A named list giving the query parameters for the operation.

headers

A named list giving any additional HTTP headers to send to the host. AzureCosmosR will handle authentication details, so you don't have to specify these here.

body

The request body for a PUT/POST/PATCH operation.

metadata

The level of ODATA metadata to include in the response.

http_verb

The HTTP verb (method) for the operation.

operations

A list of individual table operation objects, each of class table_operation.

transaction

For do_batch_transaction, an object of class batch_transaction.

...

Arguments passed to lower-level functions.

batch_status_handler

For do_batch_transaction, what to do if one or more of the batch operations fails. The default is to signal a warning and return a list of response objects, from which the details of the failure(s) can be determined. Set this to "pass" to ignore the failure.

num_retries

The number of times to retry the call, if the response is a HTTP error 429 (too many requests). The Cosmos DB endpoint tends to be aggressive at rate-limiting requests, to maintain the desired level of latency. This will generally not affect calls to an endpoint provided by a storage account.

Details

Table storage supports batch transactions on entities that are in the same table and belong to the same partition group. Batch transactions are also known as entity group transactions.

You can use create_table_operation to produce an object corresponding to a single table storage operation, such as inserting, deleting or updating an entity. Multiple such objects can then be passed to create_batch_transaction, which bundles them into a single atomic transaction. Call do_batch_transaction to send the transaction to the endpoint.

Note that batch transactions are subject to some limitations imposed by the REST API:

  • All entities subject to operations as part of the transaction must have the same PartitionKey value.

  • An entity can appear only once in the transaction, and only one operation may be performed against it.

  • The transaction can include at most 100 entities, and its total payload may be no more than 4 MB in size.

Value

create_table_operation returns an object of class table_operation.

Assuming the batch transaction did not fail due to rate-limiting, do_batch_transaction returns a list of objects of class table_operation_response, representing the results of each individual operation. Each object contains elements named status, headers and body containing the respective parts of the response. Note that the number of returned objects may be smaller than the number of operations in the batch, if the transaction failed.

See Also

import_table_entities, which uses (multiple) batch transactions under the hood

Performing entity group transactions

Examples

## Not run: 

endp <- table_endpoint("https://mycosmosdb.table.cosmos.azure.com:443", key="mykey")
tab <- create_storage_table(endp, "mytable")

## a simple batch insert
ir <- subset(iris, Species == "setosa")

# property names must be valid C# variable names
names(ir) <- sub("\\.", "_", names(ir))

# create the PartitionKey and RowKey properties
ir$PartitionKey <- ir$Species
ir$RowKey <- sprintf("%03d", seq_len(nrow(ir)))

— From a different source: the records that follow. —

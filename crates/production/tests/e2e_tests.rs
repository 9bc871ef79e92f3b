//! End-to-end tests for the tokio runner.
//!
//! These start real validator tasks on the tokio runtime, connected by the
//! in-process network, and wait on wall-clock time.

use favo_bft::{
    verify_committed_seals, ChainStore, InMemorySnapshotStore, MemoryChainStore,
    ValidatorSetManager,
};
use favo_production::{
    devnet_keypair, Devnet, LocalNetwork, NodeConfig, ProductionRunner, RunnerError,
};
use favo_types::{
    transactions_root, Block, Extra, Hash, Header, Transaction, ValidatorInfo, ValidatorSet,
    ValidatorSetDelta,
};
use std::sync::Arc;
use std::time::Duration;
use tracing_test::traced_test;

fn fast_config(validators: usize) -> NodeConfig {
    let mut config = NodeConfig::default();
    config.consensus.period_size = 2;
    config.consensus.epoch_size = 4;
    config.consensus.block_interval_ms = 20;
    config.consensus.round_timeout_ms = 1000;
    config.devnet.validators = validators;
    config.devnet.seed = 11;
    config
}

fn assert_same_chain(devnet: &Devnet, up_to: u64) {
    let reference = devnet.store(0).unwrap();
    for index in 1..devnet.len() {
        let store = devnet.store(index).unwrap();
        for number in 0..=up_to {
            assert_eq!(
                store.block_by_number(number).map(|b| b.hash()),
                reference.block_by_number(number).map(|b| b.hash()),
                "validator {index} disagrees at block {number}"
            );
        }
    }
}

#[traced_test]
#[tokio::test(flavor = "multi_thread", worker_threads = 4)]
async fn test_devnet_finalizes_blocks() {
    let mut config = fast_config(4);
    config.devnet.transactions = 50;
    let devnet = Devnet::start(&config).unwrap();

    devnet
        .wait_for_height(6, Duration::from_secs(30))
        .await
        .unwrap();
    assert_same_chain(&devnet, 6);

    // Scheduled epoch boundaries every 4 blocks.
    for report in devnet.reports() {
        assert!(report.head_number >= 6);
        assert!(report.epoch >= 1);
        assert_eq!(report.validators.len(), 4);
    }

    let store = devnet.store(0).unwrap();
    let set = ValidatorSet::new(
        (0..4)
            .map(|i| ValidatorInfo::new(devnet_keypair(11, i).public_key(), 1))
            .collect(),
    );
    let block1 = store.block_by_number(1).unwrap();
    verify_committed_seals(&block1.header, &block1.header.extra().unwrap(), &set).unwrap();

    let included: usize = (1..=6)
        .map(|n| store.block_by_number(n).unwrap().transactions.len())
        .sum();
    assert_eq!(included, 50, "pooled transactions land in the first blocks");

    devnet.shutdown().await.unwrap();
}

#[tokio::test(flavor = "multi_thread", worker_threads = 4)]
async fn test_single_validator_devnet() {
    let devnet = Devnet::start(&fast_config(1)).unwrap();
    devnet
        .wait_for_height(3, Duration::from_secs(20))
        .await
        .unwrap();
    devnet.shutdown().await.unwrap();
}

#[tokio::test(flavor = "multi_thread", worker_threads = 4)]
async fn test_validator_joins_through_period_end() {
    let config = fast_config(4);
    let devnet = Devnet::start(&config).unwrap();
    devnet
        .wait_for_height(1, Duration::from_secs(20))
        .await
        .unwrap();

    let joiner = devnet_keypair(99, 0);
    devnet
        .request_validator_change(ValidatorSetDelta {
            added: vec![ValidatorInfo::new(joiner.public_key(), 1)],
            removed: vec![],
        })
        .await
        .unwrap();

    // The joiner has no node, so quorum needs 4 of 5; the chain continues.
    devnet
        .wait_for_height(8, Duration::from_secs(60))
        .await
        .unwrap();
    for report in devnet.reports() {
        assert_eq!(report.validators.len(), 5);
        assert!(report.validators.contains(&joiner.address()));
    }
    assert_same_chain(&devnet, 8);
    devnet.shutdown().await.unwrap();
}

#[tokio::test]
async fn test_invalid_config_rejected_before_start() {
    let mut config = fast_config(4);
    config.consensus.epoch_size = 5;
    assert!(Devnet::start(&config).is_err());
}

#[tokio::test]
async fn test_builder_requires_fields() {
    let err = ProductionRunner::builder()
        .signing_key(devnet_keypair(0, 0))
        .build()
        .unwrap_err();
    assert!(matches!(err, RunnerError::MissingField("bft_config")));
}

#[tokio::test]
async fn test_shutdown_handle_stops_runner() {
    let key = devnet_keypair(5, 0);
    let genesis = Block::genesis(0, &Extra::default());
    // Single validator that is not this node: the runner only follows.
    let set = ValidatorSet::new(vec![ValidatorInfo::new(devnet_keypair(5, 1).public_key(), 1)]);
    let validators = Arc::new(ValidatorSetManager::new(
        set,
        genesis.hash(),
        Arc::new(InMemorySnapshotStore::new()),
    ));
    let network = LocalNetwork::new();

    let mut runner = ProductionRunner::builder()
        .signing_key(key)
        .bft_config(fast_config(1).bft_config().unwrap())
        .store(Arc::new(MemoryChainStore::with_genesis(genesis)))
        .validators(validators)
        .network(network.clone())
        .build()
        .unwrap();
    assert_eq!(network.peer_count(), 1);

    let handle = runner.shutdown_handle().unwrap();
    assert!(runner.shutdown_handle().is_none());
    let task = tokio::spawn(runner.run());

    tokio::time::sleep(Duration::from_millis(50)).await;
    handle.shutdown();
    let result = tokio::time::timeout(Duration::from_secs(5), task)
        .await
        .expect("runner should stop")
        .unwrap();
    assert!(result.is_ok());
    assert_eq!(network.peer_count(), 0);
}

#[tokio::test(flavor = "multi_thread", worker_threads = 2)]
async fn test_finalized_subscription() {
    let config = fast_config(1);
    let key = devnet_keypair(config.devnet.seed, 0);
    let genesis = Block::genesis(0, &Extra::default());
    let set = ValidatorSet::new(vec![ValidatorInfo::new(key.public_key(), 1)]);
    let validators = Arc::new(ValidatorSetManager::new(
        set,
        genesis.hash(),
        Arc::new(InMemorySnapshotStore::new()),
    ));

    let mut runner = ProductionRunner::builder()
        .signing_key(key)
        .bft_config(config.bft_config().unwrap())
        .store(Arc::new(MemoryChainStore::with_genesis(genesis.clone())))
        .validators(validators)
        .network(LocalNetwork::new())
        .build()
        .unwrap();
    runner.mempool().submit(Transaction(b"hello".to_vec()));
    let mut finalized = runner.subscribe_finalized();
    let _handle = runner.shutdown_handle();
    tokio::spawn(runner.run());

    let block = tokio::time::timeout(Duration::from_secs(10), finalized.recv())
        .await
        .expect("a block within the timeout")
        .unwrap();
    assert_eq!(block.number(), 1);
    assert_eq!(block.header.parent_hash, genesis.hash());
    assert_eq!(block.transactions, vec![Transaction(b"hello".to_vec())]);
}

#[tokio::test(flavor = "multi_thread", worker_threads = 2)]
async fn test_failed_append_stops_runner() {
    let config = fast_config(1);
    let key = devnet_keypair(config.devnet.seed, 0);
    let genesis = Block::genesis(0, &Extra::default());
    let set = ValidatorSet::new(vec![ValidatorInfo::new(key.public_key(), 1)]);
    let validators = Arc::new(ValidatorSetManager::new(
        set,
        genesis.hash(),
        Arc::new(InMemorySnapshotStore::new()),
    ));
    let store = Arc::new(MemoryChainStore::with_genesis(genesis.clone()));

    let mut runner = ProductionRunner::builder()
        .signing_key(key.clone())
        .bft_config(config.bft_config().unwrap())
        .store(Arc::clone(&store))
        .validators(validators)
        .network(LocalNetwork::new())
        .build()
        .unwrap();
    let mut finalized = runner.subscribe_finalized();
    let _handle = runner.shutdown_handle();

    // Someone else wrote block 1 behind the runner's back.
    let foreign = Block {
        header: Header::new(
            1,
            genesis.hash(),
            key.address(),
            Hash::from_bytes(b"foreign-state"),
            transactions_root(&[]),
            0,
            &Extra::default(),
        ),
        transactions: vec![],
    };
    store.append(foreign.clone()).unwrap();

    let result = tokio::time::timeout(Duration::from_secs(10), runner.run())
        .await
        .expect("runner should stop on its own");
    match result {
        Err(RunnerError::Halted(reason)) => {
            assert!(reason.contains("persist block 1"), "unexpected reason: {reason}")
        }
        other => panic!("expected a halt, got {other:?}"),
    }
    assert_eq!(store.head().unwrap().hash(), foreign.hash());
    assert!(finalized.try_recv().is_err(), "unpersisted block must not be announced");
}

# generate the array of insert operations: 1 per row
ops <- lapply(seq_len(nrow(ir)), function(i)
    create_table_operation(endp, "mytable", body=ir[i, ], http_verb="POST")))

# create a batch transaction and send it to the endpoint
bat <- create_batch_transaction(endp, ops)
do_batch_transaction(bat)


## End(Not run)

Operations on table entities (rows)

Description

Operations on table entities (rows)

Usage

insert_table_entity(table, entity)

update_table_entity(
  table,
  entity,
  row_key = NULL,
  partition_key = NULL,
  etag = NULL
)

delete_table_entity(table, row_key, partition_key, etag = NULL)

list_table_entities(table, filter = NULL, select = NULL, as_data_frame = TRUE)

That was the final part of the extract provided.